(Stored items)
================
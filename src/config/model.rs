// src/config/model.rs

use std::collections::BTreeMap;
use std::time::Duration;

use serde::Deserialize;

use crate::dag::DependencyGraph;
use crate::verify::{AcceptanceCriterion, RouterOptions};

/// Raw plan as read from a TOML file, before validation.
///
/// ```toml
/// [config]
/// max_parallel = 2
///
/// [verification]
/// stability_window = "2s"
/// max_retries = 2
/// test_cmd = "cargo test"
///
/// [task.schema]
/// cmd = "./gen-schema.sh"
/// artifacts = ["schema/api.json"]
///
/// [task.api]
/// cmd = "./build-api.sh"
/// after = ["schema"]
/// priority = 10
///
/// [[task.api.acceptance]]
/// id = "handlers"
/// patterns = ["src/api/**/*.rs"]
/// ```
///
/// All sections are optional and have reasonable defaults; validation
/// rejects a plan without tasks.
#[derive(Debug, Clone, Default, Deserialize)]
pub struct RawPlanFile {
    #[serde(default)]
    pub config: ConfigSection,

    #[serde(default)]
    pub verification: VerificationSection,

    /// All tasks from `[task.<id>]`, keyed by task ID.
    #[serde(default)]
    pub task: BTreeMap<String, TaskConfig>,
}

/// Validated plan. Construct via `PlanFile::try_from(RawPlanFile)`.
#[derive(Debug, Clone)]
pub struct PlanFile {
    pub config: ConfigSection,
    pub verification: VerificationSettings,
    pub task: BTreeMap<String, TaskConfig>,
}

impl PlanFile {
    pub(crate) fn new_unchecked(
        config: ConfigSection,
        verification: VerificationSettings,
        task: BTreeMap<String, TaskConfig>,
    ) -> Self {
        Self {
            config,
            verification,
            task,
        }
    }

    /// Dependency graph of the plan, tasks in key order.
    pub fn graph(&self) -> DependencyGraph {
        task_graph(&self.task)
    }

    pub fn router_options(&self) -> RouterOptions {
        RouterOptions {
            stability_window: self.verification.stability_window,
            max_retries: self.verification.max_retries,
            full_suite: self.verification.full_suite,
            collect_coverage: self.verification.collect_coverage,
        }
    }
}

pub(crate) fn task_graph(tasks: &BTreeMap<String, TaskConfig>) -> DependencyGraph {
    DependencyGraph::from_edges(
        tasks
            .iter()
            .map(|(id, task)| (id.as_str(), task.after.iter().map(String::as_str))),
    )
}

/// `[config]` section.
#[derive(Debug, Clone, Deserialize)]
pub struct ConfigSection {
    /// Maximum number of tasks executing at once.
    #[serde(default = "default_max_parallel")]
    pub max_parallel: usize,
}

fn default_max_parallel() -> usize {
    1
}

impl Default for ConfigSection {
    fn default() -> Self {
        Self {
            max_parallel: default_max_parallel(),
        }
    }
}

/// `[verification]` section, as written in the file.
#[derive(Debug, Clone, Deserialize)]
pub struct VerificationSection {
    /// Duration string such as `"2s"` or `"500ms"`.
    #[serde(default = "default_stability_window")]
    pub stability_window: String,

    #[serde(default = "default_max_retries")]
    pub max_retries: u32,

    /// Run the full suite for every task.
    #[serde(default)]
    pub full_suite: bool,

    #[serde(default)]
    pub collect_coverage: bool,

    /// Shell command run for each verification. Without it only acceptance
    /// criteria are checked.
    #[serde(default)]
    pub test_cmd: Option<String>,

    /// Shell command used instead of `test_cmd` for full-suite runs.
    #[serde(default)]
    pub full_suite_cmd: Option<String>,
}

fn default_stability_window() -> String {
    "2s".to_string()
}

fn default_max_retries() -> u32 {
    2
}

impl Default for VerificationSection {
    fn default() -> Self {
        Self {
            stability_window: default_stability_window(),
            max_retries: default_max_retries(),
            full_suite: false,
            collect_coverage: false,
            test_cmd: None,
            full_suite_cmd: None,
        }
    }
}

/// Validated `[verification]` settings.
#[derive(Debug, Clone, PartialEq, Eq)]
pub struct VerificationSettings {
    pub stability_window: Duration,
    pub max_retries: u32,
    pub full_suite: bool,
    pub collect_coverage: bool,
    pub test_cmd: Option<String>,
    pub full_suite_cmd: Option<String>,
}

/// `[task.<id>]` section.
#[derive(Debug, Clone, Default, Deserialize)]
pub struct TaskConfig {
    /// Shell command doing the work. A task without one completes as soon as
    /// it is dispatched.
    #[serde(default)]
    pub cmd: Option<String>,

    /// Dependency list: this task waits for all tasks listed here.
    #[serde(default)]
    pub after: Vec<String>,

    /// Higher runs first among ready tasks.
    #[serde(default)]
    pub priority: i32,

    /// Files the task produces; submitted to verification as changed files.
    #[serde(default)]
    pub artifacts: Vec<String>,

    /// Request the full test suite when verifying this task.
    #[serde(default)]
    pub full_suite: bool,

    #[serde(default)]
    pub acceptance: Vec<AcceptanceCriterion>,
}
================
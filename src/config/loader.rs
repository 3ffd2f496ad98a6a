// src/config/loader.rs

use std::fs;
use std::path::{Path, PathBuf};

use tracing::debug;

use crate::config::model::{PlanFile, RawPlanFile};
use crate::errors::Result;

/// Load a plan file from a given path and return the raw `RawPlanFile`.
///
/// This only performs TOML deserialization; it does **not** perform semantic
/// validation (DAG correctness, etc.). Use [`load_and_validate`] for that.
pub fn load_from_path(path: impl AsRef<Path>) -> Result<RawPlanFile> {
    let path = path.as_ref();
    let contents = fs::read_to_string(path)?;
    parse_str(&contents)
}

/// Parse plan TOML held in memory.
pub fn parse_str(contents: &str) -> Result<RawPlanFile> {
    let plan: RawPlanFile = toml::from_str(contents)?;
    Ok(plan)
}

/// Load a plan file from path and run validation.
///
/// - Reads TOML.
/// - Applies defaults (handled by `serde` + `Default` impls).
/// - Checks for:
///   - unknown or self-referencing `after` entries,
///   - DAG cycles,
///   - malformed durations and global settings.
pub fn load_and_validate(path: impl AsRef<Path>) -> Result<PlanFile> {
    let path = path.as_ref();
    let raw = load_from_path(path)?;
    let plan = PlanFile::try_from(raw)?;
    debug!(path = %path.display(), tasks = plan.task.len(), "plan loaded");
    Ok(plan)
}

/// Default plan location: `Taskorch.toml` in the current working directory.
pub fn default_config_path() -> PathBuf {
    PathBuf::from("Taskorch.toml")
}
================
EXERCISE — Whenever "false" occurs in a line above, copy that line.

ANSWER SECTION —
            full_suite: false,
            collect_coverage: false,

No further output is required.